Except that's not what the Gauquelins did. They tested various existing ideas, including Lasson's claim that eminent professionals in a number of occupations tend to have certain planets above the Asc or past the MC. Most of Lasson's claims did not bear out, and for the two that did, Mars for eminent athletes and Jupiter for military men (but only for culminating, not rising Jupiter, because Lasson didn't think successful military men would be as fat as he thought Jupiter rising should indicate), Lasson's statistical results were flawed and thus invalid. Gauquelin found (while somewhat unfairly dismissing Lasson's claim because of the direction in which he numbered houses) that Mars and Jupiter were indeed nonrandomly distributed for those two professional groups, and ditto for other planets for other groups as well, including nonrandom avoidance of the angles for some of the planet/eminent professional correlations.
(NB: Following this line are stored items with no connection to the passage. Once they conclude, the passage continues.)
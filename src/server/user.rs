use std::sync::Arc;

use axum::{
    Router,
    extract::{Form, State},
    response::{IntoResponse, Response},
    routing::get,
};
use axum_extra::extract::cookie::{Cookie, SignedCookieJar};
use chrono::Utc;
use uuid::Uuid;

use super::dto::{LoginForm, PasswordForm};
use super::render;
use super::response::{PageError, StoreResultExt, redirect};
use crate::auth::{RequireLogin, verify_login};
use crate::server::{AppState, CookieKey};
use crate::session::{SESSION_COOKIE, SessionData};
use crate::types::{Permission, User};

pub fn user_router() -> Router<Arc<AppState>> {
    Router::new()
        .route("/", get(page_user))
        .route("/login", get(login_redirect).post(login))
        .route("/account", get(page_account))
        .route("/password", get(page_password))
        .route("/password/update", axum::routing::post(update_password))
        .route("/logout", get(logout))
}

/// Login is POST-only; a stray GET goes back to the landing page.
async fn login_redirect() -> Response {
    redirect("/")
}

async fn login(
    State(state): State<Arc<AppState>>,
    jar: SignedCookieJar<CookieKey>,
    Form(form): Form<LoginForm>,
) -> Result<Response, PageError> {
    let Some(user) = verify_login(state.store.as_ref(), &form.username, &form.password)
        .page_err("failed to verify login")?
    else {
        let message = urlencoding::encode("wrong username or password");
        return Ok(redirect(&format!("/?message={message}")));
    };

    let session_id = Uuid::new_v4().to_string();
    state.sessions.set(
        &session_id,
        SessionData {
            authenticated: true,
            user_id: user.id,
            username: user.username,
            logged_on: Utc::now().to_rfc2822(),
        },
    );

    let cookie = Cookie::build((SESSION_COOKIE, session_id))
        .path("/")
        .http_only(true)
        .build();

    Ok((jar.add(cookie), redirect("/user")).into_response())
}

/// Logout resets the session fields rather than deleting the record.
async fn logout(
    State(state): State<Arc<AppState>>,
    jar: SignedCookieJar<CookieKey>,
) -> Response {
    if let Some(cookie) = jar.get(SESSION_COOKIE) {
        state.sessions.set(cookie.value(), SessionData::default());
    }
    redirect("/")
}

async fn page_user(RequireLogin(user): RequireLogin) -> Response {
    render::user_home_page(&user).into_response()
}

async fn page_account(
    RequireLogin(user): RequireLogin,
    State(state): State<Arc<AppState>>,
) -> Result<Response, PageError> {
    let record = state
        .store
        .get_user_by_username(&user.username)
        .page_err("failed to read user account")?
        .unwrap_or_else(|| User {
            id: String::new(),
            username: user.username.clone(),
            email: String::new(),
            password: String::new(),
            usergroup: String::new(),
            created_at: Utc::now(),
        });

    Ok(render::account_page(&user, &record).into_response())
}

async fn page_password(RequireLogin(user): RequireLogin) -> Response {
    render::password_page(&user, None).into_response()
}

async fn update_password(
    RequireLogin(user): RequireLogin,
    State(state): State<Arc<AppState>>,
    Form(form): Form<PasswordForm>,
) -> Result<Response, PageError> {
    let target = if form.username.is_empty() {
        user.username.clone()
    } else {
        form.username.clone()
    };
    let own_account = target == user.username;

    let required = if own_account {
        Permission::UpdateOwnPassword
    } else {
        Permission::UpdateUserPassword
    };
    if !user.may(required) {
        return Ok(redirect("/user"));
    }

    let Some(record) = state
        .store
        .get_user_by_username(&target)
        .page_err("failed to look up password target")?
    else {
        let page = render::password_page(&user, Some("no user with that username exists"));
        return Ok(page.into_response());
    };

    if own_account && record.password != form.old_password {
        let page = render::password_page(&user, Some("old password is incorrect"));
        return Ok(page.into_response());
    }

    if form.new_password != form.confirm_password {
        let page = render::password_page(&user, Some("password confirmation does not match"));
        return Ok(page.into_response());
    }

    state
        .store
        .update_user_password(&record.id, &form.new_password)
        .page_err("failed to update password")?;

    Ok(redirect("/user/account"))
}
Statistical studies can affirm or fail to affirm and in the former case further refine existing ideas, but they can't in and of themselves come up with new ideas. New ideas that turn out to be capable of passing such tests must be arrived at by other means, some of which I've previously outlined.I think you could conduct a study as a kind of fishing expedition with no preconceptions, just to see what lands in the net, sort of like the Gauquelins did. But a research design that cannot accommodate all of astrology's complexities might not yield the simple results you seem to look for.